Lately, I’ve been thinking about
tomatoes. Not just any tomatoes, the tomatoes I cannot get out of my mind were
grown in the backyard gardens of Dayton Ohio during the post war Augusts of my
childhood.
Those were the summers before air
conditioners when the house could get so hot candles might melt in their
holders. The air was so heavy with humidity it weighed us down, making any kind
of movement seem like an ordeal. Ice
cubes couldn’t be produced quickly enough to keep up with demand for iced tea
and lemonade.
Incredibly hot walks to a corner
grocery store were endured for the promise of an ice-cold coke. The price of a coke was a nickel which
included leaning deep inside a giant cooler to retrieve one buried beneath
mounds of precious ice.
Those were Augusts so hot we slept
outside on the porch. So hot crimes were committed over ownership of a fan. So
hot all we could think of was those tomatoes ripening in the back yard. They
were our reward. Huge, red, juicy and, if I may brag, utterly delicious. Those
luscious specimens needed to be eaten fresh off the vine to be at their moment
of magnificence.
It was so hot I might be excused from
chores. Grass blessedly was too burnt to cut, weeding was forgotten and garages
went uncleaned.
I might even have heard my mother say
something as sweet as “Your room is an absolute mess but it’s too hot to clean
right now. You will do it as soon as it cools down, right?”
“Oh, yes, Mama, yes.”
One job that wasn’t ignored was
watering the garden. The sprinkler might be set up not only to save the lawn
but also to allow every one a chance to play and cool off.

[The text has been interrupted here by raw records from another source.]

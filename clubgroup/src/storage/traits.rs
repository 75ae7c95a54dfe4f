//! Trait definitions for group stores

use async_trait::async_trait;
use std::fmt::Debug;

use crate::models::{Group, GroupId};
use crate::storage::errors::StorageError;
use crate::storage::filters::{GroupFilter, MatchLimit, Projection};
use crate::storage::models::{GroupDocument, StoreUpdate, UpdateResult};

/// Base trait for all storage implementations
#[async_trait]
pub trait BaseStore: Send + Sync + 'static + Debug {
    /// Check if the store is healthy and available
    async fn health_check(&self) -> std::result::Result<bool, StorageError>;

    /// Clear all data in the store
    async fn clear(&self) -> std::result::Result<(), StorageError>;

    /// Get metadata about the store
    async fn get_metadata(&self) -> std::result::Result<serde_json::Value, StorageError>;

    /// Close connections and release resources
    async fn close(&self) -> std::result::Result<(), StorageError>;
}

/// Document store capability consumed by the lifecycle pipeline.
///
/// Implementations only persist; they never derive fields or run hooks.
#[async_trait]
pub trait GroupStore: BaseStore {
    /// Persist a new document and return its assigned ID
    async fn save(&self, document: GroupDocument) -> std::result::Result<GroupId, StorageError>;

    /// Apply a partial update to the documents matching `filter`.
    ///
    /// Matching zero documents is not an error.
    async fn apply_update(
        &self,
        filter: &GroupFilter,
        update: &StoreUpdate,
        limit: MatchLimit,
    ) -> std::result::Result<UpdateResult, StorageError>;

    /// Delete the documents matching `filter`, returning them fully projected
    async fn delete(
        &self,
        filter: &GroupFilter,
        limit: MatchLimit,
    ) -> std::result::Result<Vec<Group>, StorageError>;

    /// Read documents matching `filter` in creation order
    async fn find(
        &self,
        filter: &GroupFilter,
        projection: &Projection,
        limit: Option<usize>,
    ) -> std::result::Result<Vec<Group>, StorageError>;

    /// Count documents matching `filter`
    async fn count(&self, filter: &GroupFilter) -> std::result::Result<usize, StorageError> {
        Ok(self.find(filter, &Projection::default(), None).await?.len())
    }
}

Watering included the tomatoes of
course.
Afternoons, I could sit under the
biggest tree in our back yard, the one that provided enough real shade to keep
the grass green and soft enough to lounge on. This is where I would while away
hours reading the Black Stallion or Betsy Tacy stories. It was the perfect place to count ants and
peek at the tomatoes ripening. There were so many, it was okay to eat one whole
with the saltcellar snatched off the kitchen table. Or a tomato and butter sandwich
could easily be whipped up.
A famous chef once said that if he
could pick only one superb thing to eat it would be buttered bread. I would
agree if you put some Ohio tomato slices on that with a little salt. .
As suppertime neared, my mother would
call me to pick a really ripe tomato or two for dinner. I would leap at that
job. I knew tomatoes. As a toddler, I am told; I took a bite out of each tomato
in my Grandpa’s Victory Garden as it reached the peak of ripening. Grandpa
thought he had a raccoon attacking all his best tomatoes but it was just me,
already a tomato connoisseur at age two.
Those tomatoes were served at every
meal in August. Daddy didn’t object to sandwich suppers as long as it was bacon
lettuce and tomato. Mama might serve fried chicken, maybe not, maybe boiled ham
or potato salad but whatever it was there always were red juicy tomato slices
with just a little salt.
Evenings were spent outside where a
breeze might turn up. Sitting in the backyard swing, we would gaze at the stars
and try to remember the names Grandpa had taught us. A television program had
to be extremely good to entice us to re enter the overheated house. Instead we
played shadow games and listened to stories and gossip.
During those evenings the acid sweet
odor of the growing tomatoes was in the air, and, I swear, I could hear them
ripening.
I love your childhood memories of summer and ripening tomatoes , beautiful images and sentiments!